Top of RECORD EXCERPTS
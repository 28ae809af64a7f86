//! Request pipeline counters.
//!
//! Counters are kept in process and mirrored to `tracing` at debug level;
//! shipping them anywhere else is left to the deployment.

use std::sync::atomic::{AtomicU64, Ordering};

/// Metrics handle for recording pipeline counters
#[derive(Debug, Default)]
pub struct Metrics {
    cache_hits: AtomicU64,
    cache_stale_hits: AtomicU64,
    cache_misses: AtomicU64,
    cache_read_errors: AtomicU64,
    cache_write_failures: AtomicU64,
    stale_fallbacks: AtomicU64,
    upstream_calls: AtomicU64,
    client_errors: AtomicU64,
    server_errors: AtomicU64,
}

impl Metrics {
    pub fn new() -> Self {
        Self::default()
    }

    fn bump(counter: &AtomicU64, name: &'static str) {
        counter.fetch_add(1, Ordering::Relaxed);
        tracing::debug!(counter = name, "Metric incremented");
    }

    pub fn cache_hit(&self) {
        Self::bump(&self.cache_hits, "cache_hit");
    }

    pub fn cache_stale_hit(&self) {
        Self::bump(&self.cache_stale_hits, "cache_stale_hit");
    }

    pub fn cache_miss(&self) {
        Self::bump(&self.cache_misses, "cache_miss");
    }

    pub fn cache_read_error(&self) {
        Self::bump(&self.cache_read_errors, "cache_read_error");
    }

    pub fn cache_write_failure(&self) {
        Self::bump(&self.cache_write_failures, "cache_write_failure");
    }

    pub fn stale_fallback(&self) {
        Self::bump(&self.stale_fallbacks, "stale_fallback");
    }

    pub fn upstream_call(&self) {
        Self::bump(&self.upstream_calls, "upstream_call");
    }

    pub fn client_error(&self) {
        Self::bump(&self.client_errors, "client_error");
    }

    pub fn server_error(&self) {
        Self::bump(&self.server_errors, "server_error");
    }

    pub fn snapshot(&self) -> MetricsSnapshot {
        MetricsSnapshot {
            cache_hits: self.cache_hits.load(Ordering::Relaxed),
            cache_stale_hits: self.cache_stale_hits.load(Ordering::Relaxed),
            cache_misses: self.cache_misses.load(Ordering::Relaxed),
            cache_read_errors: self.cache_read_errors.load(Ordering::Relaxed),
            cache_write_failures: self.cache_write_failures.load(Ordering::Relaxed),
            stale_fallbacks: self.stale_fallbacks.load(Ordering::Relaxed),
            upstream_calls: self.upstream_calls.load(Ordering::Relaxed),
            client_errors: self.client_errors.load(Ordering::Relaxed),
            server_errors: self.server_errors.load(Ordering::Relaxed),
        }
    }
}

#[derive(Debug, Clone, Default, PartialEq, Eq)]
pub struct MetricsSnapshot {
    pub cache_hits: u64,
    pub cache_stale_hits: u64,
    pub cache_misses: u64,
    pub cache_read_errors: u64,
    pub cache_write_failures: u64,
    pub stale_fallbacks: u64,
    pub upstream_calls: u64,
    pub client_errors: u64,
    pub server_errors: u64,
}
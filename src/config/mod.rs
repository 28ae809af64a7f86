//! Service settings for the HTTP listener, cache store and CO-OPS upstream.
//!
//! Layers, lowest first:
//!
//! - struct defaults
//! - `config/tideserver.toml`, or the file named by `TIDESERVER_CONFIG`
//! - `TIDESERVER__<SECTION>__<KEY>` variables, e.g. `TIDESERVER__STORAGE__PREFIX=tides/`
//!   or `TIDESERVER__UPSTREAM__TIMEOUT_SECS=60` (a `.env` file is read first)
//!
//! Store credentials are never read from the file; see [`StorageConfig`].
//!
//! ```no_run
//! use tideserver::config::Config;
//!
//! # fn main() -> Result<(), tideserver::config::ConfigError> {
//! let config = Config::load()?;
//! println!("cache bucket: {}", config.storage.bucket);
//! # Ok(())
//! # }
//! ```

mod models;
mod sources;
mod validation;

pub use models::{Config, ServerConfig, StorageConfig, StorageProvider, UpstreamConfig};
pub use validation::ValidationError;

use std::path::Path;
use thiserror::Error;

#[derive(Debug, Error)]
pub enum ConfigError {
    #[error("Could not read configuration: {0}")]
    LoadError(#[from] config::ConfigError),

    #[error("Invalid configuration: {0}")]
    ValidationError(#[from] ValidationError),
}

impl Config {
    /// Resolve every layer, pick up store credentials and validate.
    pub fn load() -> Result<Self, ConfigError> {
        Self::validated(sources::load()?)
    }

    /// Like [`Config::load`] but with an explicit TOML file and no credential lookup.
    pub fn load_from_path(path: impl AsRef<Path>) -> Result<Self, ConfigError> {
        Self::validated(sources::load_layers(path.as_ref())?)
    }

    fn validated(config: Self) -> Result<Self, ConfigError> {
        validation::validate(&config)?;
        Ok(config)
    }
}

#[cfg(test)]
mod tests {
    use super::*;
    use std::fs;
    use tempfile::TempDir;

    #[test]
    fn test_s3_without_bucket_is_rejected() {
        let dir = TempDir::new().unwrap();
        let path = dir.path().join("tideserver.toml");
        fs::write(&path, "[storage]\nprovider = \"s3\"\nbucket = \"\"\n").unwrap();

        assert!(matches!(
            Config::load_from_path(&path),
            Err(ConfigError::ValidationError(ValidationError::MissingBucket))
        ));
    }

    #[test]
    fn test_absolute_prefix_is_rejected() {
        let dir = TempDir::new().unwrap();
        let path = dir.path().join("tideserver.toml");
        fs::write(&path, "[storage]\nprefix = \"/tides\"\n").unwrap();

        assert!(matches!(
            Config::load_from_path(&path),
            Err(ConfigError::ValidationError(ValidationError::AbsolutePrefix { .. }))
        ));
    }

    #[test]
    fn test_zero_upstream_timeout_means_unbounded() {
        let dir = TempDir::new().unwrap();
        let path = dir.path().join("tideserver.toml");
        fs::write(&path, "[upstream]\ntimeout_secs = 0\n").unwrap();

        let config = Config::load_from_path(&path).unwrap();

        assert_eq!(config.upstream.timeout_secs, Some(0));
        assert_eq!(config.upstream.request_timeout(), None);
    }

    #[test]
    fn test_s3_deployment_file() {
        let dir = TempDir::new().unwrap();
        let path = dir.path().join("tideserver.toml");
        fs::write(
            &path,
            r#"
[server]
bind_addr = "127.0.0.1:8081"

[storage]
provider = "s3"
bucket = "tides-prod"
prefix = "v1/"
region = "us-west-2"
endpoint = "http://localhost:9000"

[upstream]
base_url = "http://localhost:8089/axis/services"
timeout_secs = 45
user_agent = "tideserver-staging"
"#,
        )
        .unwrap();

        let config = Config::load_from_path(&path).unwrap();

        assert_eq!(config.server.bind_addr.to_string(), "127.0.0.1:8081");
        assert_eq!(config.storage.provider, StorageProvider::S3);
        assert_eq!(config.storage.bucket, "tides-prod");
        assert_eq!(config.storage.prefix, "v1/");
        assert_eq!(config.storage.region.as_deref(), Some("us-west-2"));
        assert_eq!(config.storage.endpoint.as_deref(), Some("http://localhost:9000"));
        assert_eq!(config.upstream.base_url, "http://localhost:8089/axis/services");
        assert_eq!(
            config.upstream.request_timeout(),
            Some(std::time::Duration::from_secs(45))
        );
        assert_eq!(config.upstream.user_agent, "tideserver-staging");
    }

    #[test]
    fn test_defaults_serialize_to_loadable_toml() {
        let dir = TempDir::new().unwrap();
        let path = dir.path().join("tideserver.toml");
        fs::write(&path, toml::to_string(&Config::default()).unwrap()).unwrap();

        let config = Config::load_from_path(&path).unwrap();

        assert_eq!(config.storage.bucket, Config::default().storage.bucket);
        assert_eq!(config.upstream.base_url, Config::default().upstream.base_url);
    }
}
Bottom of RECORD EXCERPTS
Top of RECORD EXCERPTS
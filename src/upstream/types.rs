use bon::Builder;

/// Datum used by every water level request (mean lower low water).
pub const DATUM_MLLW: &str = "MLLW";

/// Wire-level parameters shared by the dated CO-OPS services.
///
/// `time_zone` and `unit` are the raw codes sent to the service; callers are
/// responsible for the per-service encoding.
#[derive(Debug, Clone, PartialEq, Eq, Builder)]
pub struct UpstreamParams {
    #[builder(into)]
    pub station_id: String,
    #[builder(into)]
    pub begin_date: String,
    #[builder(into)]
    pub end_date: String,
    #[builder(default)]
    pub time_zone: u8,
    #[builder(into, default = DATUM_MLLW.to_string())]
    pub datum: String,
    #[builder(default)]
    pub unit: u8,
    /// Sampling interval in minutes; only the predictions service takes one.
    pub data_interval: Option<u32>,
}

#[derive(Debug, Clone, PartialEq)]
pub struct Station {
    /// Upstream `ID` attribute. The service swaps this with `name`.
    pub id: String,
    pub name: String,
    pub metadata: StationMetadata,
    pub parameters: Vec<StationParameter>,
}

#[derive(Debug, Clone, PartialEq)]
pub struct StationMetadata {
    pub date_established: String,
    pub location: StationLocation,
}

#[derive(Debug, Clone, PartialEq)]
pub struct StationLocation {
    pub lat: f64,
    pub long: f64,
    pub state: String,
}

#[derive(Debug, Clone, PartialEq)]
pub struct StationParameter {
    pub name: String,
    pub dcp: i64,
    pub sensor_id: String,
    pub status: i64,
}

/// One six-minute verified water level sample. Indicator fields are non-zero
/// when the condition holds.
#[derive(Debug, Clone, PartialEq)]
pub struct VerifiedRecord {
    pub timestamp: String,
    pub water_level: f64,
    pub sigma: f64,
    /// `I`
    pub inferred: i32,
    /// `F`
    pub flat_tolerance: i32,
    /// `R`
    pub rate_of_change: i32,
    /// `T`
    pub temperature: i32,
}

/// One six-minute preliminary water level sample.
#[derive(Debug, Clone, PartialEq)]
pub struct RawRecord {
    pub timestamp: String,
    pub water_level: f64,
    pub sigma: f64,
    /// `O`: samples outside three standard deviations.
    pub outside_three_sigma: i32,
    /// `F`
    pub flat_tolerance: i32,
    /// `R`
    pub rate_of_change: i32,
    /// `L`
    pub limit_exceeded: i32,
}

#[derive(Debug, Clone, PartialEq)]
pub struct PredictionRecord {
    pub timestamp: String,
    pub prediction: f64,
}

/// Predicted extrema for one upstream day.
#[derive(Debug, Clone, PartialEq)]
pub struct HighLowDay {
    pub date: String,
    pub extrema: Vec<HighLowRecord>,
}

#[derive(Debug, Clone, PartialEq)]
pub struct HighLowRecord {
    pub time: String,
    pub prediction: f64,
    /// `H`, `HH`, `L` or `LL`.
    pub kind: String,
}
Bottom of RECORD EXCERPTS
- [TASK TO COMPLETE]:
From the entries above, return exactly the line containing "#[derive(Debug, Error)]", the line containing "pub fn load()", and all lines between, and nothing else.

- [THE ANSWER]:
#[derive(Debug, Error)]
pub enum ConfigError {
    #[error("Could not read configuration: {0}")]
    LoadError(#[from] config::ConfigError),

    #[error("Invalid configuration: {0}")]
    ValidationError(#[from] ValidationError),
}

impl Config {
    /// Resolve every layer, pick up store credentials and validate.
    pub fn load() -> Result<Self, ConfigError> {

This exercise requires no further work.